**YOUR INSTRUCTIONS:** Each line below that includes the word "PlaceOrderReceipt" is to be reported.

**TASK DATA:**

○ ○ ○ ○ ○ ○ ○

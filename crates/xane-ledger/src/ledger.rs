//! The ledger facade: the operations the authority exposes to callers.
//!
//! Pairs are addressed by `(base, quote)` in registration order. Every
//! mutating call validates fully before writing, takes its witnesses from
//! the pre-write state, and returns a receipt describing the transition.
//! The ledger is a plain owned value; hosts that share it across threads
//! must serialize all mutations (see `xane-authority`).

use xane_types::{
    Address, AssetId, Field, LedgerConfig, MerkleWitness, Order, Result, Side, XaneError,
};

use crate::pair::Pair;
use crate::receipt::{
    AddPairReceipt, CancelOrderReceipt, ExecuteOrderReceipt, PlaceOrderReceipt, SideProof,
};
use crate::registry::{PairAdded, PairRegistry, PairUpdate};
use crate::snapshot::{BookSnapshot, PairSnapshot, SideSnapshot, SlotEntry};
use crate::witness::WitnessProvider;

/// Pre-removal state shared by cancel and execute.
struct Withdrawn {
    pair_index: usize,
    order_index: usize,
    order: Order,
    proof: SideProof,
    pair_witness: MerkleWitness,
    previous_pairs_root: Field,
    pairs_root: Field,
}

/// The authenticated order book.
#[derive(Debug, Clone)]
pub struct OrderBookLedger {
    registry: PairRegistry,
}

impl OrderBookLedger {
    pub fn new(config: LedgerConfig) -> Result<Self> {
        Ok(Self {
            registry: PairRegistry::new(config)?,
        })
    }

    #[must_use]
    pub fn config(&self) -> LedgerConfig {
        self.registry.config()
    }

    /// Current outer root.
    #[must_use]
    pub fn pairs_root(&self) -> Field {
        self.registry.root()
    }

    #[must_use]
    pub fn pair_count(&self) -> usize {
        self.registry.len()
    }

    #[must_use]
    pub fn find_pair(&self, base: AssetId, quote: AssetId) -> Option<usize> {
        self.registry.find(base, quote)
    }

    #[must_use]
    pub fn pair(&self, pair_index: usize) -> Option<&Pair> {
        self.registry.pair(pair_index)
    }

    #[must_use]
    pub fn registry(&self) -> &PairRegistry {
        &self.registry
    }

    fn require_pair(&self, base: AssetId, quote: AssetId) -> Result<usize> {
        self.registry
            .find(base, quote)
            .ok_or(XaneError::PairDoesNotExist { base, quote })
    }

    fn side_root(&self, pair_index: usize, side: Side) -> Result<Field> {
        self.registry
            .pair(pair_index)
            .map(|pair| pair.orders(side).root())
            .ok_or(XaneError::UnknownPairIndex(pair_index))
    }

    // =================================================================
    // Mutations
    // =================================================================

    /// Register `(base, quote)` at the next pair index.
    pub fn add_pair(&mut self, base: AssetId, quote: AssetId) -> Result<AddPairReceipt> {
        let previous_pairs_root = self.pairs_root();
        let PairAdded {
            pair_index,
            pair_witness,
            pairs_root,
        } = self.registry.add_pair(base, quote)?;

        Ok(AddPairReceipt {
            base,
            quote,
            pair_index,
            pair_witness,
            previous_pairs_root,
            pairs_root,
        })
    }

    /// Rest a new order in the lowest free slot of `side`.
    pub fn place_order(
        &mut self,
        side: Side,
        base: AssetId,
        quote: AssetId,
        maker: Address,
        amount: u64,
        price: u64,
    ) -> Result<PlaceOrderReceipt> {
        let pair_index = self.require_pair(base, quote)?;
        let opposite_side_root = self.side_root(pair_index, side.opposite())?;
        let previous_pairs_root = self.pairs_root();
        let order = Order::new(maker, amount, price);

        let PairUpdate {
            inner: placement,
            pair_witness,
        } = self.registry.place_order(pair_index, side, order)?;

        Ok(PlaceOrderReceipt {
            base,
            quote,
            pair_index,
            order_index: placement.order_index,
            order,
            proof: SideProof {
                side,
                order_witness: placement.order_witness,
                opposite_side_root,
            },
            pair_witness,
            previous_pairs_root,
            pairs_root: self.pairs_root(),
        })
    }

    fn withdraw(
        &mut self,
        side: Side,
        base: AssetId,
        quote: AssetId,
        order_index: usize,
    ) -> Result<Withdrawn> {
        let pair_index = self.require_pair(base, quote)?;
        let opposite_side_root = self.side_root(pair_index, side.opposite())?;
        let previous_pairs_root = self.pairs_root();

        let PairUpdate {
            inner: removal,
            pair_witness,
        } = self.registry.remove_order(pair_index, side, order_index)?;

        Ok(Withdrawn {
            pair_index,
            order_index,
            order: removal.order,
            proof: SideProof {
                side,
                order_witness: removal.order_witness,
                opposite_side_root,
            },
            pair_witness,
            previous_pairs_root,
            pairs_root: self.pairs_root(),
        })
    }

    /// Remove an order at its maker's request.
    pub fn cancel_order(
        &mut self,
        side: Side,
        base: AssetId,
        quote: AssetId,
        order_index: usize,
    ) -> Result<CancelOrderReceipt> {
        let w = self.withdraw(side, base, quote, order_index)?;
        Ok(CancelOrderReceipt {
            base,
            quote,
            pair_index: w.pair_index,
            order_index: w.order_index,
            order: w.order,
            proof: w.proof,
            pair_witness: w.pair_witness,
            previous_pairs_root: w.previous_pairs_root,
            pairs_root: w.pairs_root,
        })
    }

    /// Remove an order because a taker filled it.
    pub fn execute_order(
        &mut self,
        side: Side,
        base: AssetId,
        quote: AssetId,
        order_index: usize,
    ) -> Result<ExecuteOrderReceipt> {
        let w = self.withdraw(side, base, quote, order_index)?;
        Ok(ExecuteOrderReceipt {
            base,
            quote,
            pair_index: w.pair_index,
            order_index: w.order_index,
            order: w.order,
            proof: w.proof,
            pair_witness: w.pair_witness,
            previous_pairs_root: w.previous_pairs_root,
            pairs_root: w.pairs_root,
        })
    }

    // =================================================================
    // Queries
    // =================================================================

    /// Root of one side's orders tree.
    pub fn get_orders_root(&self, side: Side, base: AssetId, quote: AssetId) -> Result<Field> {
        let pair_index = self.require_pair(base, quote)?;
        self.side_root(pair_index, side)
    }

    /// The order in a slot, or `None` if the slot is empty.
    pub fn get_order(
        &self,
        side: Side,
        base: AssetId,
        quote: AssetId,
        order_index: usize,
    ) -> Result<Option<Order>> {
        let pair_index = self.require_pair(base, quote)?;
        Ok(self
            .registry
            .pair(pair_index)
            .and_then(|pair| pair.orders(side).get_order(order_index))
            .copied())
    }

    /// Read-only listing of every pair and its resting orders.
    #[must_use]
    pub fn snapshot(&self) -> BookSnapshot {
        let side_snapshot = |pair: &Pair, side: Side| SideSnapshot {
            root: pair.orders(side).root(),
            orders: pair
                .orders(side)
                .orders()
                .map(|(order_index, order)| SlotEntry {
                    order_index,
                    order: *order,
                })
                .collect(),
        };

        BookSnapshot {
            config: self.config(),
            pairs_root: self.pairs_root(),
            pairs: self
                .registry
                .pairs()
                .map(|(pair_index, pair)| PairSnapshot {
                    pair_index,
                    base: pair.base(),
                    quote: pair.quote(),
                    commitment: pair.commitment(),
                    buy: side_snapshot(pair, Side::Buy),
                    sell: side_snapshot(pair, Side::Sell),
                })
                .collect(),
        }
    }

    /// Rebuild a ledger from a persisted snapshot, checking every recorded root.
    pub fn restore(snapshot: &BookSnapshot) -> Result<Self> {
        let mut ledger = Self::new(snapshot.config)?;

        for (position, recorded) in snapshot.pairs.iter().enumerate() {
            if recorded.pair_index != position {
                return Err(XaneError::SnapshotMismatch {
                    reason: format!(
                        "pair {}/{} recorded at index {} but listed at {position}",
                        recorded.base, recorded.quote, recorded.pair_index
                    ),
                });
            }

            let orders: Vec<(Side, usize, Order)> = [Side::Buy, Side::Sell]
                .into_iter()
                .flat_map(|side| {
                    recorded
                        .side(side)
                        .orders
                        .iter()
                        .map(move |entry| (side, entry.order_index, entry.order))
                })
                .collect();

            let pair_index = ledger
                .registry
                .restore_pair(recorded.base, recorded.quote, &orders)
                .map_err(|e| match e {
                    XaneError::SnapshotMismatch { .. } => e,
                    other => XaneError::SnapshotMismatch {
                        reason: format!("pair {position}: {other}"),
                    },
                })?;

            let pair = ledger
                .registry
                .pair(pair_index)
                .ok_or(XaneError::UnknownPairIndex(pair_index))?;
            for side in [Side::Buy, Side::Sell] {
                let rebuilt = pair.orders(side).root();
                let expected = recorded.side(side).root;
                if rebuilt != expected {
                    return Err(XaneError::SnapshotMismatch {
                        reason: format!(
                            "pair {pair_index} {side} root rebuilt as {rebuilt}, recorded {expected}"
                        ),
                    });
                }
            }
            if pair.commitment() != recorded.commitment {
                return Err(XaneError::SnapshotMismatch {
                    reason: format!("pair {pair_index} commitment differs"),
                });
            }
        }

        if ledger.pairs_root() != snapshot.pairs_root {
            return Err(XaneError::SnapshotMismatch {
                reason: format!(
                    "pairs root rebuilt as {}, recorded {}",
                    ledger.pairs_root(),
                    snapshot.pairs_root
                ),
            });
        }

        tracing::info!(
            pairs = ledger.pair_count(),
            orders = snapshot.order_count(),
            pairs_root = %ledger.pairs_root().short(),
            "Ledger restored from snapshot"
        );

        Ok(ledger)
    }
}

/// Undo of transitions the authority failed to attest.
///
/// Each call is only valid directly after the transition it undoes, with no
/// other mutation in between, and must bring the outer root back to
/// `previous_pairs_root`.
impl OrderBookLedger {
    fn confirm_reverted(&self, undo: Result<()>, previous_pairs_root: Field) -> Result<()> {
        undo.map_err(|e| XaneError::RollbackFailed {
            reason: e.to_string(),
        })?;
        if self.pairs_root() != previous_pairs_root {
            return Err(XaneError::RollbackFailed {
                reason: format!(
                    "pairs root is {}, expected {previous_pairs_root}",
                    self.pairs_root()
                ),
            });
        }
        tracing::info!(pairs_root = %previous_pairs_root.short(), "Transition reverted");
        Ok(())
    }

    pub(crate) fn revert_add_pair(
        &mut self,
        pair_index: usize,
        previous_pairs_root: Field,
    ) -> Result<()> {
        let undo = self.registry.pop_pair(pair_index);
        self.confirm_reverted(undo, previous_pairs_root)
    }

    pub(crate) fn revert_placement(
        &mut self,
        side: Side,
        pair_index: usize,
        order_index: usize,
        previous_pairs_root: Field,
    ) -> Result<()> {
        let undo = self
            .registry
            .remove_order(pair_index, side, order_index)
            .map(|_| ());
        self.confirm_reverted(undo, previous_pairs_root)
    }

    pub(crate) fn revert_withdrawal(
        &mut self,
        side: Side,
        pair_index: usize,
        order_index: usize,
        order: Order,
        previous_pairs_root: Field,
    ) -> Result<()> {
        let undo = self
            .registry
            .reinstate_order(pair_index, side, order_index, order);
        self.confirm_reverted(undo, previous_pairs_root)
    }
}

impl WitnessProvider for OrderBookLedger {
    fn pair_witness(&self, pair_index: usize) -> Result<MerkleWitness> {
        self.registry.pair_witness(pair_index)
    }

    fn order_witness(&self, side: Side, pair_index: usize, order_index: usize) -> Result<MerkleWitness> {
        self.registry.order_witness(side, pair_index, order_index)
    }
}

○ ○ ○ ○ ○ ○ ○

**REPLY TO THE EXERCISE:**
    AddPairReceipt, CancelOrderReceipt, ExecuteOrderReceipt, PlaceOrderReceipt, SideProof,
    ) -> Result<PlaceOrderReceipt> {
        Ok(PlaceOrderReceipt {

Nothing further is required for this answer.